About Author: DEVANG V. PATEL*, Manju Misra
M.S.(PHARM.) PHARMACEUTICS
NATIONAL INSTITUTE OF PHARMACEUTICAL EDUCATION & RESEARCH (NIPER), AHMEDABAD.
Abstract
Drug targeting is the ability to direct a therapeutic agent specifically to desired site of action with little or no interaction with nontarget tissue. Niosomes are one of the best carriers for drug targeting. Niosomes (non-ionic surfactant vesicles) are microscopic lamellar structures formed on admixture of non-ionic surfactant of the alkyl or dialkyl polyglycerol ether class and cholesterol with subsequent hydration in aqueous media. Niosomes are biodegradable, relatively nontoxic, more stable and inexpensive, an alternative to liposomes. Niosomes can be SUV (Small Unilamellar Vesicles), MLV (Multilamellr Vesicles) or LUV (Large Unilamellar Vesicles).
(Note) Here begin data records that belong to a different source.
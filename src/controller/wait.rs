//! # Remote Call Guard and Consistency Waits
//!
//! `OperationScope` wraps every remote call and sleep of one controller
//! operation. Each await is raced against the operation's cancellation token
//! and, for remote calls, an optional per-call timeout. Metrics and logs for
//! the call are recorded through `provider::common`.
//!
//! The two consistency waits live here as well:
//! - `await_revocation` polls revocation state with Fibonacci backoff until
//!   the provisioning service reports the revoke complete, falling back to a
//!   fixed settle delay when the service cannot report state
//! - `fetch_metadata` re-fetches an empty signed metadata document a bounded
//!   number of times

use std::future::Future;
use std::time::Duration;

use tokio::time::Instant;
use tokio_util::sync::CancellationToken;
use tracing::{debug, error, info, warn};

use crate::config::ControllerConfig;
use crate::controller::backoff::FibonacciBackoff;
use crate::controller::error::{Operation, ReconcileError, ResourceKind, Stage};
use crate::observability::metrics;
use crate::provider::common::{self, CallOutcome};
use crate::provider::{IdentityDirectory, Provisioning, RemoteError, RevocationState};

/// Cancellation, timeout and reporting context of one controller operation
#[derive(Debug)]
pub(crate) struct OperationScope<'a> {
    resource: ResourceKind,
    operation: Operation,
    cancel: &'a CancellationToken,
    call_timeout: Option<Duration>,
    remote_id: Option<String>,
    started: std::time::Instant,
}

impl<'a> OperationScope<'a> {
    pub(crate) fn new(
        resource: ResourceKind,
        operation: Operation,
        cancel: &'a CancellationToken,
        call_timeout: Option<Duration>,
    ) -> Self {
        Self {
            resource,
            operation,
            cancel,
            call_timeout,
            remote_id: None,
            started: std::time::Instant::now(),
        }
    }

    pub(crate) fn operation(&self) -> Operation {
        self.operation
    }

    /// Attach the remote id to every error raised from here on
    pub(crate) fn set_remote_id(&mut self, remote_id: impl Into<String>) {
        self.remote_id = Some(remote_id.into());
    }

    /// Run one remote call
    ///
    /// The outer error is cancellation; the inner result is the call's own
    /// outcome, with an elapsed per-call timeout reported as `RemoteError::Timeout`.
    pub(crate) async fn call<T, F>(
        &self,
        stage: Stage,
        target: &str,
        call: F,
    ) -> Result<Result<T, RemoteError>, ReconcileError>
    where
        F: Future<Output = Result<T, RemoteError>>,
    {
        let service = stage.service();
        let start = std::time::Instant::now();
        let bounded = async {
            match self.call_timeout {
                Some(limit) => tokio::time::timeout(limit, call)
                    .await
                    .unwrap_or(Err(RemoteError::Timeout {
                        service,
                        elapsed: limit,
                    })),
                None => call.await,
            }
        };

        let result = tokio::select! {
            biased;
            () = self.cancel.cancelled() => {
                info!(
                    "{} {} cancelled before {}.{} for {} completed",
                    self.resource,
                    self.operation,
                    service,
                    stage.call(),
                    target
                );
                return Err(self.cancelled(stage));
            }
            result = bounded => result,
        };

        common::record_call_metrics(service, stage.call(), CallOutcome::of(&result), start);
        common::log_call_outcome(service, stage.call(), target, result.as_ref().err());
        Ok(result)
    }

    /// Run one remote call, treating every remote failure as fatal for the operation
    pub(crate) async fn run<T, F>(&self, stage: Stage, target: &str, call: F) -> Result<T, ReconcileError>
    where
        F: Future<Output = Result<T, RemoteError>>,
    {
        self.call(stage, target, call)
            .await?
            .map_err(|source| self.fail(stage, source))
    }

    /// Sleep unless the operation is cancelled first
    pub(crate) async fn sleep(&self, stage: Stage, duration: Duration) -> Result<(), ReconcileError> {
        tokio::select! {
            biased;
            () = self.cancel.cancelled() => Err(self.cancelled(stage)),
            () = tokio::time::sleep(duration) => Ok(()),
        }
    }

    /// Operation-specific error for a failed remote call
    pub(crate) fn fail(&self, stage: Stage, source: RemoteError) -> ReconcileError {
        let resource = self.resource;
        let remote_id = self.remote_id.clone();
        match self.operation {
            Operation::Create => ReconcileError::RemoteCreate {
                resource,
                remote_id,
                stage,
                rolled_back: false,
                source,
            },
            Operation::Read => ReconcileError::RemoteRead {
                resource,
                remote_id,
                stage,
                source,
            },
            Operation::Update => ReconcileError::RemoteUpdate {
                resource,
                remote_id,
                stage,
                source,
            },
            Operation::Delete => ReconcileError::RemoteDelete {
                resource,
                remote_id,
                stage,
                source,
            },
        }
    }

    pub(crate) fn cancelled(&self, stage: Stage) -> ReconcileError {
        ReconcileError::Cancelled {
            resource: self.resource,
            operation: self.operation,
            remote_id: self.remote_id.clone(),
            stage,
        }
    }

    pub(crate) fn invalid(&self, error: &anyhow::Error) -> ReconcileError {
        ReconcileError::Validation {
            resource: self.resource,
            message: error.to_string(),
        }
    }

    /// Record metrics and the final log line for the operation
    pub(crate) fn finish<T>(&self, result: &Result<T, ReconcileError>) {
        let resource = self.resource.as_str();
        let operation = self.operation.as_str();
        metrics::record_reconciliation(resource, operation, self.started.elapsed().as_secs_f64());

        let Err(e) = result else {
            return;
        };
        metrics::increment_reconciliation_errors(resource, operation, e.kind());
        if e.is_partially_applied() {
            metrics::increment_partial_failures(resource, operation);
            error!(
                resource = resource,
                operation = operation,
                error.kind = e.kind(),
                remote_id = e.remote_id().unwrap_or_default(),
                "{} {} left remote state partially applied: {}",
                resource,
                operation,
                e
            );
        } else {
            warn!(
                resource = resource,
                operation = operation,
                error.kind = e.kind(),
                "{} {} failed: {}",
                resource,
                operation,
                e
            );
        }
    }
}

/// Wait until a revoke issued for `app_id` has completed
///
/// Polls `revocation_state` with Fibonacci backoff, bounded by
/// `revocation_timeout`. A service that reports `Unsupported` gets the fixed
/// `revocation_settle_delay` instead.
pub(crate) async fn await_revocation(
    scope: &OperationScope<'_>,
    provisioning: &dyn Provisioning,
    app_id: &str,
    config: &ControllerConfig,
) -> Result<(), ReconcileError> {
    let started = Instant::now();
    let deadline = started + config.revocation_timeout();
    let mut backoff =
        FibonacciBackoff::new(config.revocation_poll_min(), config.revocation_poll_max());

    loop {
        let state = scope
            .run(
                Stage::AwaitRevocation,
                app_id,
                provisioning.revocation_state(app_id),
            )
            .await?;

        match state {
            RevocationState::Revoked => break,
            RevocationState::Unsupported => {
                debug!(
                    "Provisioning cannot report revocation state for {}, waiting {:?}",
                    app_id,
                    config.revocation_settle_delay()
                );
                scope
                    .sleep(Stage::AwaitRevocation, config.revocation_settle_delay())
                    .await?;
                break;
            }
            RevocationState::Active | RevocationState::Revoking => {
                let now = Instant::now();
                if now >= deadline {
                    return Err(ReconcileError::RevocationTimeout {
                        app_id: app_id.to_string(),
                        waited: now - started,
                    });
                }
                let delay = backoff.next_backoff().min(deadline - now);
                debug!(
                    "Revocation for {} still {:?}, polling again in {:?}",
                    app_id, state, delay
                );
                scope.sleep(Stage::AwaitRevocation, delay).await?;
            }
        }
    }

    let waited = started.elapsed();
    metrics::observe_revocation_wait(waited.as_secs_f64());
    debug!("Credentials of {} revoked after {:?}", app_id, waited);
    Ok(())
}

/// Fetch signed metadata, re-fetching an empty document up to
/// `metadata_poll_attempts` times
///
/// Call errors are not retried.
pub(crate) async fn fetch_metadata(
    scope: &OperationScope<'_>,
    directory: &dyn IdentityDirectory,
    app_id: &str,
    signing_key_id: &str,
    config: &ControllerConfig,
) -> Result<String, ReconcileError> {
    let fetches = config.metadata_poll_attempts.saturating_add(1);
    let mut backoff =
        FibonacciBackoff::new(config.metadata_poll_min(), config.metadata_poll_max());

    for fetch in 1..=fetches {
        let document = scope
            .run(
                Stage::FetchMetadata,
                app_id,
                directory.get_signed_metadata(app_id, signing_key_id),
            )
            .await?;
        if !document.is_empty() {
            return Ok(document);
        }
        if fetch < fetches {
            let delay = backoff.next_backoff();
            debug!(
                "Signed metadata for {} not ready ({}/{}), fetching again in {:?}",
                app_id, fetch, fetches, delay
            );
            scope.sleep(Stage::FetchMetadata, delay).await?;
        }
    }

    Err(ReconcileError::EmptyMetadata {
        app_id: app_id.to_string(),
        operation: scope.operation(),
        attempts: fetches,
        rolled_back: false,
    })
}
The method of preparation of niosome is the based on liposome technology. The basic process of preparation is the same i.e. hydration of the lipid phase by aqueous phase. After preparing niosomal dispersion, unentrapped drug is separated by dialysis, centrifugation or gel filtration. Niosomes are characterized by vesicle size, bilayer formation, number of lamellae, membrane rigidity and entrapment efficiency. A method of in-vitro release rate study includes the use of dialysis tubing. Niosomal drug delivery is potentially applicable to many pharmacological agents for their action against various diseases including cancer and leishmaniasis.